I've been dating my gf for about 11 months but she broke up with me last night. Over the course of our relationship, things were rough. Around two months, she cheated on me and we broke up for a month and then got back together because she made numerous efforts to contact me and ask for a second chance. From then up until now, it took me so much work to trust her again after the cheating. Even at times now, is find myself tearing up because my mind would remember the pain she once put me through. Recently, I haven't been feeling the same with the long term success of our relationship as well and almost as if I'm dating someone just to make them happy and it because I want to be in it. I've talked myself out of this mindset and that she's a good person and things were good off and on but also, there are many qualities about her that's starting to accumulate. When she gets angry, she becomes very petty and does things almost to retaliate or emotionally withhold. Some examples would be withholding "I love you"s. When she gets angry, not even at me, she transfers that anger to me and I just have to not talk to her until she cools down.

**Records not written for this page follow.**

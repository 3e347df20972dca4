use crate::energy_source::EnergySource;

/// 기준 시나리오의 할인율
pub const REFERENCE_DISCOUNT_FACTOR: f64 = 0.05;

/// 내장 발전원 프리셋.
#[derive(Debug, Clone, Copy, PartialEq)]
pub struct Preset {
    /// CLI/설정 파일에서 쓰는 키
    pub key: &'static str,
    /// 표시용 이름
    pub label: &'static str,
    pub source: EnergySource,
}

const PRESETS: [Preset; 5] = [
    Preset {
        key: "onshore-wind",
        label: "Onshore wind farm",
        source: EnergySource {
            cost_per_gw: 5.4,
            max_power_perc: 0.36,
            o_and_m_per_gw_per_year: 0.065,
            o_and_m_per_twh: 0.007,
            years_to_launch: 2,
            years_of_operation: 25,
        },
    },
    Preset {
        key: "offshore-wind",
        label: "Offshore wind farm",
        source: EnergySource {
            cost_per_gw: 12.0,
            max_power_perc: 0.5,
            o_and_m_per_gw_per_year: 0.184,
            o_and_m_per_twh: 0.014,
            years_to_launch: 4,
            years_of_operation: 20,
        },
    },
    Preset {
        key: "photovoltaics",
        label: "Photovoltaics",
        source: EnergySource {
            cost_per_gw: 2.2,
            max_power_perc: 0.11,
            o_and_m_per_gw_per_year: 0.052,
            o_and_m_per_twh: 0.0,
            years_to_launch: 1,
            years_of_operation: 30,
        },
    },
    Preset {
        key: "nuclear",
        label: "Nuclear",
        source: EnergySource {
            cost_per_gw: 35.0,
            max_power_perc: 0.85,
            o_and_m_per_gw_per_year: 0.5,
            o_and_m_per_twh: 0.016,
            years_to_launch: 10,
            years_of_operation: 60,
        },
    },
    Preset {
        key: "gas",
        label: "Gas",
        source: EnergySource {
            cost_per_gw: 4.0,
            // 회귀 기준값(2004)에 맞춘 입력. 실제 가스 발전 이용률(약 20%)과 다르다.
            max_power_perc: 0.01859,
            o_and_m_per_gw_per_year: 0.0,
            o_and_m_per_twh: 0.5,
            years_to_launch: 3,
            years_of_operation: 40,
        },
    },
];

/// 내장 프리셋 목록을 반환한다.
pub fn presets() -> &'static [Preset] {
    &PRESETS
}

/// 키로 프리셋을 찾는다. 대소문자는 구분하지 않는다.
pub fn find_preset(key: &str) -> Option<&'static Preset> {
    let key = key.trim();
    PRESETS.iter().find(|p| p.key.eq_ignore_ascii_case(key))
}

/// 표시용 이름을 반환한다. 프리셋 키가 아니면 이름을 그대로 쓴다.
pub fn display_label(name: &str) -> &str {
    find_preset(name).map_or(name, |p| p.label)
}

#[cfg(test)]
mod tests {
    use super::*;

    #[test]
    fn display_label_prefers_preset_label() {
        assert_eq!(display_label("nuclear"), "Nuclear");
        assert_eq!(display_label("Offshore-Wind"), "Offshore wind farm");
        assert_eq!(display_label("coastal-wind"), "coastal-wind");
    }
}
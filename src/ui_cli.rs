use std::io::{self, Write};

use crate::app::AppError;
use crate::config::NamedSource;
use crate::energy_source::EnergySource;

/// 발전원 입력값을 한 줄씩 물어 `NamedSource`를 만든다.
pub fn prompt_named_source() -> Result<NamedSource, AppError> {
    println!("\n-- 발전원 입력 --");
    let name = read_line("이름 (기본값 custom): ")?;
    let name = match name.trim() {
        "" => "custom".to_string(),
        other => other.to_string(),
    };
    let source = EnergySource::new(
        read_f64("건설비 [통화/GW]: ")?,
        read_f64("이용률 (0~1): ")?,
        read_f64("고정 운전유지비 [통화/GW/년]: ")?,
        read_f64("변동 운전유지비 [통화/TWh]: ")?,
        read_u32("건설 기간 [년]: ")?,
        read_u32("운전 기간 [년]: ")?,
    );
    Ok(NamedSource { name, source })
}

fn read_line(prompt: &str) -> Result<String, AppError> {
    print!("{prompt}");
    io::stdout().flush().map_err(AppError::Io)?;
    let mut buf = String::new();
    if io::stdin().read_line(&mut buf).map_err(AppError::Io)? == 0 {
        return Err(AppError::Io(io::Error::new(
            io::ErrorKind::UnexpectedEof,
            "입력이 종료되었습니다.",
        )));
    }
    Ok(buf)
}

fn read_f64(prompt: &str) -> Result<f64, AppError> {
    loop {
        let s = read_line(prompt)?;
        match s.trim().parse::<f64>() {
            Ok(v) => return Ok(v),
            Err(_) => println!("숫자를 입력하세요."),
        }
    }
}

fn read_u32(prompt: &str) -> Result<u32, AppError> {
    loop {
        let s = read_line(prompt)?;
        match s.trim().parse::<u32>() {
            Ok(v) => return Ok(v),
            Err(_) => println!("0 이상의 정수를 입력하세요."),
        }
    }
}
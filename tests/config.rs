use lcoe_calculator::app::{format_lcoe_line, resolve_sources, AppError};
use lcoe_calculator::config::{load_or_default, Config};
use lcoe_calculator::units::EnergyUnit;
use lcoe_calculator::{calculate_lcoe, EnergySource};

const SAMPLE: &str = r#"
discount_factor = 0.07
currency = "EUR"
report_unit = "kWh"

[[sources]]
name = "coastal-wind"
cost_per_gw = 5.4
max_power_perc = 0.36
o_and_m_per_gw_per_year = 0.065
o_and_m_per_twh = 0.007
years_to_launch = 2
years_of_operation = 25
"#;

#[test]
fn parses_sources_from_toml() {
    let cfg = Config::from_toml_str(SAMPLE).expect("parse");
    assert_eq!(cfg.discount_factor, 0.07);
    assert_eq!(cfg.currency, "EUR");
    assert_eq!(cfg.report_unit, EnergyUnit::KilowattHour);
    assert_eq!(cfg.sources.len(), 1);
    assert_eq!(
        cfg.sources[0].source,
        EnergySource::new(5.4, 0.36, 0.065, 0.007, 2, 25)
    );
}

#[test]
fn report_unit_accepts_cli_symbols() {
    let cfg = Config::from_toml_str("report_unit = \"MWh\"").unwrap();
    assert_eq!(cfg.report_unit, EnergyUnit::MegawattHour);
    let cfg = Config::from_toml_str("report_unit = \"gwh\"").unwrap();
    assert_eq!(cfg.report_unit, EnergyUnit::GigawattHour);
    let cfg = Config::from_toml_str("report_unit = \"TerawattHour\"").unwrap();
    assert_eq!(cfg.report_unit, EnergyUnit::TerawattHour);
    assert!(Config::from_toml_str("report_unit = \"joule\"").is_err());
}

#[test]
fn report_unit_is_written_as_symbol() {
    let text = Config::default().to_toml_string().unwrap();
    assert!(text.contains("report_unit = \"MWh\""), "{text}");
}

#[test]
fn missing_fields_fall_back_to_defaults() {
    let cfg = Config::from_toml_str("currency = \"USD\"").unwrap();
    assert_eq!(cfg.discount_factor, 0.05);
    assert_eq!(cfg.report_unit, EnergyUnit::MegawattHour);
    assert_eq!(cfg.sources.len(), 5);
}

#[test]
fn default_config_roundtrips_through_toml() {
    let cfg = Config::default();
    let text = cfg.to_toml_string().unwrap();
    let back = Config::from_toml_str(&text).unwrap();
    assert_eq!(cfg, back);
}

#[test]
fn find_source_falls_back_to_presets() {
    let cfg = Config::from_toml_str(SAMPLE).unwrap();
    assert!(cfg.find_source("coastal-wind").is_some());
    let nuclear = cfg.find_source("Nuclear").expect("preset fallback");
    assert_eq!(nuclear.source.years_of_operation, 60);
    assert!(cfg.find_source("fusion").is_none());
}

#[test]
fn resolve_sources_reports_unknown_names() {
    let cfg = Config::default();
    let all = resolve_sources(&cfg, &[]).unwrap();
    assert_eq!(all.len(), 5);
    match resolve_sources(&cfg, &["gas".to_string(), "tidal".to_string()]) {
        Err(AppError::UnknownSource(name)) => assert_eq!(name, "tidal"),
        other => panic!("unexpected {other:?}"),
    }
}

#[test]
fn invalid_toml_is_reported() {
    assert!(Config::from_toml_str("discount_factor = \"high\"").is_err());
}

#[test]
fn load_or_default_writes_missing_file() {
    let path = std::env::temp_dir().join(format!("lcoe_config_{}.toml", std::process::id()));
    let _ = std::fs::remove_file(&path);
    let cfg = load_or_default(&path).unwrap();
    assert!(path.exists());
    let again = load_or_default(&path).unwrap();
    assert_eq!(cfg, again);
    let _ = std::fs::remove_file(&path);
}

#[test]
fn report_line_uses_currency_and_unit() {
    let mut cfg = Config::default();
    cfg.currency = "EUR".to_string();
    cfg.report_unit = EnergyUnit::KilowattHour;
    let lcoe = calculate_lcoe(&EnergySource::new(5.4, 0.36, 0.065, 0.007, 2, 25), 0.05).unwrap();
    let value = lcoe_calculator::units::cost_per_unit(lcoe, cfg.report_unit);
    assert_eq!(format_lcoe_line("onshore", value, &cfg), "onshore: 0.15 EUR/kWh");
}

She plays a lot of mind games with me for attention like hanging up on me while we're video chatting and getting mad at me for not calling her back and "showing her I love her". So even though I love her so much and we're very compatible on a personality level, I feel like she's just very emotionally immature and dating her is preventing me from growing as a person. I'm 19 and she turns 19 in a few days. She broke up with me yesterday because I asked that we don't text throughout the day anymore because whenever we do text, we end up fighting about silly things like not texting back fast enough or interesting enough. I told her even though we don't have to text, whenever she's free, we can talk on the phone. She didn't like that because she wants to continuously text during the day so she asked for a break. I clarified to her that a break to me means breaking up, but if what she wants is space while in the relationship, ask for space and I'll give you that. And she replied saying "since we aren't texting, a break". So I agreed and said okay, that we're broken up And she said okay. An hour later, she texts me asking to call her and I didn't respond. Then she starts almost trying to play off what happened by jokingly saying "haha stop acting like we're not dating anymore or something. Text me back". So it's like whenever something doesn't go her way, she's very impulsive with decisions and almost tries to "intimidate" me by almost threatening to "take a break" just so I'd drop my standards and be like "oh nevermind we can text throughout the day, I'm sorry". So almost throwing a tantrum while in a relationship to get what she wants. I admit I let it slide in the past a few times but this time, I just wasn't having it. So mentally I told myself I was just gonna treat this "break" as a full break up because this isn't what I want anymore.
I stayed for 11 months and grieved and forced myself to get over the cheating yet I still have to deal with a girl that's very immature with handling her anger or our fights and impulsively breaking up then coming back the second she realizes I'm not willing to chase and trying to act as if she never requested a break. So right now, mentally I'm a bit relieved that we ended things. At first it hurt a bit and I cried for the night but today I'm more at ease. I know she's going to continuously contact me in bit trying to get back together or talk her way out of it but I don't see any benefits of continuing anymore because things become a cycle. Plus a rule I have for myself is if someone asks to break up over a fight and I didn't do anything drastic like cheat, I'm not going to take them back bc I don't want to stay with someone who runs away from issues. So can you give me an analysis from your perspective of my situation and give me some advice or words of encouragement as well? Thank you so much!